### Exercise materials
※ ※ ※

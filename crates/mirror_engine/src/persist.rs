use std::fs;
use std::io::{self, Write};
use std::path::{Path, PathBuf};

use tempfile::NamedTempFile;
use thiserror::Error;

#[derive(Debug, Error)]
pub enum PersistError {
    #[error("mirror directory missing or not writable: {0}")]
    MirrorDir(String),
    #[error("io error: {0}")]
    Io(#[from] io::Error),
}

/// Ensure the mirror root exists; create if missing.
///
/// This is the one fatal precondition of a run: with no writable mirror
/// root, no artifact can be produced and the run must abort.
pub fn ensure_mirror_dir(dir: &Path) -> Result<(), PersistError> {
    if dir.exists() {
        let meta = fs::metadata(dir).map_err(|e| PersistError::MirrorDir(e.to_string()))?;
        if !meta.is_dir() {
            return Err(PersistError::MirrorDir("path is not a directory".into()));
        }
    } else {
        fs::create_dir_all(dir).map_err(|e| PersistError::MirrorDir(e.to_string()))?;
    }
    // Basic writability probe: try creating a temp file.
    NamedTempFile::new_in(dir).map_err(|e| PersistError::MirrorDir(e.to_string()))?;
    Ok(())
}

/// Atomically write content to `{dir}/{filename}` by writing a temp file
/// then renaming. The manifest generator relies on this so readers never
/// observe a half-written table.
pub struct AtomicFileWriter {
    dir: PathBuf,
}

impl AtomicFileWriter {
    pub fn new(dir: PathBuf) -> Self {
        Self { dir }
    }

    pub fn write(&self, filename: &str, content: &str) -> Result<PathBuf, PersistError> {
        ensure_mirror_dir(&self.dir)?;

        let target = self.dir.join(filename);
        let mut tmp = NamedTempFile::new_in(&self.dir)?;
        tmp.write_all(content.as_bytes())?;
        tmp.flush()?;
        tmp.as_file_mut().sync_all()?;

        // Replace existing file if present to keep determinism.
        if target.exists() {
            fs::remove_file(&target)?;
        }
        tmp.persist(&target).map_err(|e| PersistError::Io(e.error))?;
        Ok(target)
    }
}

※ ※ ※

### Work order
Exactly as they appear above, give the entries again.

### Task solution
filename crates/mirror_engine/src/persist.rs
use std::fs;
use std::io::{self, Write};
use std::path::{Path, PathBuf};

use tempfile::NamedTempFile;
use thiserror::Error;

#[derive(Debug, Error)]
pub enum PersistError {
    #[error("mirror directory missing or not writable: {0}")]
    MirrorDir(String),
    #[error("io error: {0}")]
    Io(#[from] io::Error),
}

/// Ensure the mirror root exists; create if missing.
///
/// This is the one fatal precondition of a run: with no writable mirror
/// root, no artifact can be produced and the run must abort.
pub fn ensure_mirror_dir(dir: &Path) -> Result<(), PersistError> {
    if dir.exists() {
        let meta = fs::metadata(dir).map_err(|e| PersistError::MirrorDir(e.to_string()))?;
        if !meta.is_dir() {
            return Err(PersistError::MirrorDir("path is not a directory".into()));
        }
    } else {
        fs::create_dir_all(dir).map_err(|e| PersistError::MirrorDir(e.to_string()))?;
    }
    // Basic writability probe: try creating a temp file.
    NamedTempFile::new_in(dir).map_err(|e| PersistError::MirrorDir(e.to_string()))?;
    Ok(())
}

/// Atomically write content to `{dir}/{filename}` by writing a temp file
/// then renaming. The manifest generator relies on this so readers never
/// observe a half-written table.
pub struct AtomicFileWriter {
    dir: PathBuf,
}

impl AtomicFileWriter {
    pub fn new(dir: PathBuf) -> Self {
        Self { dir }
    }

    pub fn write(&self, filename: &str, content: &str) -> Result<PathBuf, PersistError> {
        ensure_mirror_dir(&self.dir)?;

        let target = self.dir.join(filename);
        let mut tmp = NamedTempFile::new_in(&self.dir)?;
        tmp.write_all(content.as_bytes())?;
        tmp.flush()?;
        tmp.as_file_mut().sync_all()?;

        // Replace existing file if present to keep determinism.
        if target.exists() {
            fs::remove_file(&target)?;
        }
        tmp.persist(&target).map_err(|e| PersistError::Io(e.error))?;
        Ok(target)
    }
}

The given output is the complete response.